There was an old man,
And he had a calf;
And that’s half:
He took him out of the stall,
And put him on the wall;
And that’s all.

Mary, Mary,
Quite contrary,
How does your garden grow?
Silver bells,
And cockle-shells,
And pretty maids all of a row.

We’re all dry with drinking on’t,
We’re all dry with drinking on’t;
The piper kiss’d the fiddler’s wife,
And I can’t sleep for thinking on’t.

I had a little wife, the prettiest ever seen,
She wash’d all the dishes and kept the house clean;
She went to the mill to fetch me some flour,
She brought it home safe in less than half an hour;
She baked me my bread, she brew’d me my ale,
She sat by the fire and told a fine tale.

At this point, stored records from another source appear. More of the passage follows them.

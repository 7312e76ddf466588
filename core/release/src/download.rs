//! Asset download.
//!
//! The response body is streamed straight to the destination path so large
//! archives are never held in memory. A failed transfer removes the partial
//! file before returning the error.

use std::path::Path;

use futures_util::StreamExt;
use reqwest::Client;
use tokio::io::AsyncWriteExt;
use tracing::{debug, info};

use crate::error::{ReleaseError, Result};
use crate::http::{HttpPolicy, get_with_retry};

/// Downloads release assets to disk.
#[derive(Debug, Clone)]
pub struct Downloader {
    client: Client,
    policy: HttpPolicy,
}

impl Downloader {
    /// Creates a downloader using the given policy.
    ///
    /// # Errors
    ///
    /// Returns [`ReleaseError::Client`] if the HTTP client cannot be built.
    pub fn new(policy: HttpPolicy) -> Result<Self> {
        Ok(Self {
            client: policy.build_client()?,
            policy,
        })
    }

    /// Downloads `url` to `dest`, replacing any existing file.
    ///
    /// Returns once the body has been fully written and synced to storage.
    ///
    /// # Errors
    ///
    /// - [`ReleaseError::NotFound`] for a `404`
    /// - [`ReleaseError::HttpStatus`] for any other non-success status
    /// - [`ReleaseError::Transport`] if the request or body stream fails
    /// - [`ReleaseError::Io`] if the destination cannot be written
    pub async fn download(&self, url: &str, dest: &Path) -> Result<u64> {
        debug!(url, dest = %dest.display(), "downloading");
        let response = get_with_retry(&self.client, &self.policy, url, None).await?;

        if let Some(parent) = dest.parent() {
            tokio::fs::create_dir_all(parent)
                .await
                .map_err(|e| ReleaseError::io("create directory", parent, e))?;
        }

        let mut file = tokio::fs::File::create(dest)
            .await
            .map_err(|e| ReleaseError::io("create", dest, e))?;

        match write_body(response, &mut file, url, dest).await {
            Ok(written) => {
                info!(url, bytes = written, "downloaded {}", dest.display());
                Ok(written)
            }
            Err(e) => {
                drop(file);
                let _ = tokio::fs::remove_file(dest).await;
                Err(e)
            }
        }
    }
}

async fn write_body(
    response: reqwest::Response,
    file: &mut tokio::fs::File,
    url: &str,
    dest: &Path,
) -> Result<u64> {
    let mut stream = response.bytes_stream();
    let mut written: u64 = 0;

    while let Some(chunk) = stream.next().await {
        let chunk = chunk.map_err(|source| ReleaseError::Transport {
            url: url.to_string(),
            source,
        })?;
        file.write_all(&chunk)
            .await
            .map_err(|e| ReleaseError::io("write", dest, e))?;
        written += chunk.len() as u64;
    }

    file.flush()
        .await
        .map_err(|e| ReleaseError::io("flush", dest, e))?;
    file.sync_all()
        .await
        .map_err(|e| ReleaseError::io("sync", dest, e))?;

    Ok(written)
}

Handy-spandy, Jack-a-Dandy
Loves plum-cake and sugar-candy.
He bought some at a grocer’s shop,
And pleased, away went, hop, hop, hop.

Here stands a fist,
Who set it there?
A better man than you,
Touch him if you dare!

Four-and-twenty tailors
Went to kill a snail,
The best man among them
Durst not touch her tail.
She put out her horns
Like a little Kyloe cow:
Run, tailors, run,
Or she’ll kill you all e’en now.

Long legs, crooked thighs,
Little head, and no eyes.
What’s that?

Great A, little A, bouncing B!
The cat’s in the cupboard, and she can’t see.